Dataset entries
= = =

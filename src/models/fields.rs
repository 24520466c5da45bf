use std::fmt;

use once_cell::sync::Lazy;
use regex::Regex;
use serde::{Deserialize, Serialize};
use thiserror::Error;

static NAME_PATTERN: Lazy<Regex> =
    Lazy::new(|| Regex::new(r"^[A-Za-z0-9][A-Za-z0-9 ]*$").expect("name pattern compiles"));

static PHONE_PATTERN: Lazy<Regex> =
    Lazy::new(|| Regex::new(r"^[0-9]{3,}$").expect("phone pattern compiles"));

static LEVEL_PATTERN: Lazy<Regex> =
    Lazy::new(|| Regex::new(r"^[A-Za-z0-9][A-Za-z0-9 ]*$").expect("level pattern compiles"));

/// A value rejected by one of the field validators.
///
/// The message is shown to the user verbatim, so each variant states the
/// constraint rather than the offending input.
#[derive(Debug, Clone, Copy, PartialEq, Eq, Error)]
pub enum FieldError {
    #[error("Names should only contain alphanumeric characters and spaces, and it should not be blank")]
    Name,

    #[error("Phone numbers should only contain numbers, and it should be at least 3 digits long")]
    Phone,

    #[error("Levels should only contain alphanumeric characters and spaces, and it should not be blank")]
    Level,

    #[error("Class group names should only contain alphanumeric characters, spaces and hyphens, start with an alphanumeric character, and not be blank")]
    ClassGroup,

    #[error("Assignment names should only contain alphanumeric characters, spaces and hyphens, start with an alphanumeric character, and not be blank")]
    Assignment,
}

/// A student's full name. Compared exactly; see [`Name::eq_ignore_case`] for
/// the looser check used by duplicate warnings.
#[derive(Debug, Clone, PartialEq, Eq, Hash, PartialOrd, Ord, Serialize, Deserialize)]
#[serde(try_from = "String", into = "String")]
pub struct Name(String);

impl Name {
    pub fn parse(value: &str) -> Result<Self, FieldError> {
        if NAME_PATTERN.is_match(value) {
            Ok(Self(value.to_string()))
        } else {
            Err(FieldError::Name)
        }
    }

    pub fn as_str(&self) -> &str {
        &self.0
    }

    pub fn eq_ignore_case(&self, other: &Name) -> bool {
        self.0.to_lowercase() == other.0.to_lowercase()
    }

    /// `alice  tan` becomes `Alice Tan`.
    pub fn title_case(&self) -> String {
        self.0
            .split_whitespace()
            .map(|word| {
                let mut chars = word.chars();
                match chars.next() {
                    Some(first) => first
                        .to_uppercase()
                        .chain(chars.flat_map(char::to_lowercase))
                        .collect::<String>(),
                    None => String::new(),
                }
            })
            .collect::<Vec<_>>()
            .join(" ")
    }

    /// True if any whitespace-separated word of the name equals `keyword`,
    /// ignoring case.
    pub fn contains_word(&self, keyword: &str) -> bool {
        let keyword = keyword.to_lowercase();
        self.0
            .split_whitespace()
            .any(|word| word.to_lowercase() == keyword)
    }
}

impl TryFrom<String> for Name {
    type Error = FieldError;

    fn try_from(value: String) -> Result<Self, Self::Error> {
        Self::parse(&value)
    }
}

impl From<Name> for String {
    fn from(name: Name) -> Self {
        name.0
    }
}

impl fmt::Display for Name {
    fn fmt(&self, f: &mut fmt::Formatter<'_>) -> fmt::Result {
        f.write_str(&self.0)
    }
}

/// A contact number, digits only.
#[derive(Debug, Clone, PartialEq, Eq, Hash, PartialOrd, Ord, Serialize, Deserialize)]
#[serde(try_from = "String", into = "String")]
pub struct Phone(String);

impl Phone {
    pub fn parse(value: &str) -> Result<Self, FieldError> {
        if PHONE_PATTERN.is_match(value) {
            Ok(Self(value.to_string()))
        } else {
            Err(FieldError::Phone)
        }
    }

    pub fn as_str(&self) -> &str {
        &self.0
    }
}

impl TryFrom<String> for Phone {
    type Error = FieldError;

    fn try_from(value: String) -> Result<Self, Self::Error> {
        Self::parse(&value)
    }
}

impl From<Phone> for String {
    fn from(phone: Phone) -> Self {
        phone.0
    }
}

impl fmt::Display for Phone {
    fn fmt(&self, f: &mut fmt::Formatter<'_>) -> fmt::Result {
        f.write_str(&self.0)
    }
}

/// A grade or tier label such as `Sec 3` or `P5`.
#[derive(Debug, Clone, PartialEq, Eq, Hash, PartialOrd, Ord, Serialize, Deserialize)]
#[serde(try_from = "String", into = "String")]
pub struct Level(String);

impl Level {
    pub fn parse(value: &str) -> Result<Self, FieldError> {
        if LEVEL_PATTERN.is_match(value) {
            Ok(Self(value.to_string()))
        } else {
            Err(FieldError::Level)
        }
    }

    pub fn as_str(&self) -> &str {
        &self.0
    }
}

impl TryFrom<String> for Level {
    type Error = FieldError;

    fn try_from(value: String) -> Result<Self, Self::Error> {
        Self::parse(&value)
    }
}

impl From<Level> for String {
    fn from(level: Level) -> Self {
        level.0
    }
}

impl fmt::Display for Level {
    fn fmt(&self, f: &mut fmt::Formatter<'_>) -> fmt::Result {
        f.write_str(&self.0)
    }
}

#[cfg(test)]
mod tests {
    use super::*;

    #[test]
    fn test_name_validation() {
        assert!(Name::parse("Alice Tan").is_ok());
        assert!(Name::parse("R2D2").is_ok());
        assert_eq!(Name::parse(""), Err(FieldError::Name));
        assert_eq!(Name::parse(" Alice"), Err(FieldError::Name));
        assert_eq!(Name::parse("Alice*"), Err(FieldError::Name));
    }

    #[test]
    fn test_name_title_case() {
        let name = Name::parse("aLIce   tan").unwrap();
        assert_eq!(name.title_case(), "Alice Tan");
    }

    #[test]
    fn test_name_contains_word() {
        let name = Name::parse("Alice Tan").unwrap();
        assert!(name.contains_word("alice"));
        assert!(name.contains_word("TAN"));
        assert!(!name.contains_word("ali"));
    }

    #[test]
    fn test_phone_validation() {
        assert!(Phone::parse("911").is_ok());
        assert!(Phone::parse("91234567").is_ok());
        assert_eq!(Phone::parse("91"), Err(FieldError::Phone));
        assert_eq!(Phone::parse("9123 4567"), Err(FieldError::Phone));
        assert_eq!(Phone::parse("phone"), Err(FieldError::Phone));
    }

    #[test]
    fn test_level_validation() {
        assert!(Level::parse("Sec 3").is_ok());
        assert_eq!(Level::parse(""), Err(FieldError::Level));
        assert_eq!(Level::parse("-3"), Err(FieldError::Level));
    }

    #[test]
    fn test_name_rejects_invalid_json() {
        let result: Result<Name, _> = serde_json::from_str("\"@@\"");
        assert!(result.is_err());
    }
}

= = =

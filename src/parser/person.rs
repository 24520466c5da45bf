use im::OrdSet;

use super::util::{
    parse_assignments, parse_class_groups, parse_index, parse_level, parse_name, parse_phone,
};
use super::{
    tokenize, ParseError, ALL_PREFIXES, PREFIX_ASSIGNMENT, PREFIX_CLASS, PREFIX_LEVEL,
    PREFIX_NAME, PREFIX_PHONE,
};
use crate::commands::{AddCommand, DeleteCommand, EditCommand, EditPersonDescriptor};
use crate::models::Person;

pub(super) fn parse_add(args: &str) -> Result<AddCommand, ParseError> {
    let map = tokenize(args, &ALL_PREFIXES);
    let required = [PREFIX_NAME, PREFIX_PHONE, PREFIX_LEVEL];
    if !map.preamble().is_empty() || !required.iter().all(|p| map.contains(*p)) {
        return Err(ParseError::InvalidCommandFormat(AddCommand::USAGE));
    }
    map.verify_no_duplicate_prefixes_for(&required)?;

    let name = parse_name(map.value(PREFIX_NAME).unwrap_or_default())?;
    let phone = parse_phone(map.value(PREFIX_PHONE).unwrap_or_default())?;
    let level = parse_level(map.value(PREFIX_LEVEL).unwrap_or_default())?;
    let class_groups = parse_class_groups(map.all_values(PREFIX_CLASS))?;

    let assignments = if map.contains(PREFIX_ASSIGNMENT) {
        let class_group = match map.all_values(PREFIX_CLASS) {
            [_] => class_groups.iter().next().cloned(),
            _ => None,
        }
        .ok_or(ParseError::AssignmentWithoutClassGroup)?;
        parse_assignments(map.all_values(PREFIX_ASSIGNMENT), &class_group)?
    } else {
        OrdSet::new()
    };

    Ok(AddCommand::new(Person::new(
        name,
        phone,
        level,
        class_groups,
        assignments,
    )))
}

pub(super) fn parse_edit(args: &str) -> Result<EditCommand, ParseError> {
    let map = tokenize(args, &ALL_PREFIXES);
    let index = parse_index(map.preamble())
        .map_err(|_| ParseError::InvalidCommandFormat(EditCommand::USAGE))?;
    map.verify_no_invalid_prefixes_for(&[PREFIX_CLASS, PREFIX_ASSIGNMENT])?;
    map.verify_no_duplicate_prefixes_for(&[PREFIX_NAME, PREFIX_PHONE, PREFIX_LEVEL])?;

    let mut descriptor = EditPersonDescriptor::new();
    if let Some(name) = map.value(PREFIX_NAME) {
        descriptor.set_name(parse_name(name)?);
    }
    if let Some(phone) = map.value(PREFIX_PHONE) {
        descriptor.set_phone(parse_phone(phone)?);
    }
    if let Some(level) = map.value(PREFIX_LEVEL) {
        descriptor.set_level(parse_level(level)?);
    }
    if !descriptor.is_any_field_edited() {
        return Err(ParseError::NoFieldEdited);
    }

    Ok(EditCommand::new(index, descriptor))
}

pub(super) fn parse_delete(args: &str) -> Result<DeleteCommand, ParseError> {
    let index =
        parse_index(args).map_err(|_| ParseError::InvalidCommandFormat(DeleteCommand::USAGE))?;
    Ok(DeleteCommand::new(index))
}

= = =

BRIEF
The required output is every line above from the one with "filename src/models/fields.rs" down to the one with "static PHONE_PATTERN: Lazy<Regex>", restated word for word, ends included.

EXERCISE ANSWER
filename src/models/fields.rs
repository 24520466c5da45bf
use std::fmt;

use once_cell::sync::Lazy;
use regex::Regex;
use serde::{Deserialize, Serialize};
use thiserror::Error;

static NAME_PATTERN: Lazy<Regex> =
    Lazy::new(|| Regex::new(r"^[A-Za-z0-9][A-Za-z0-9 ]*$").expect("name pattern compiles"));

static PHONE_PATTERN: Lazy<Regex> =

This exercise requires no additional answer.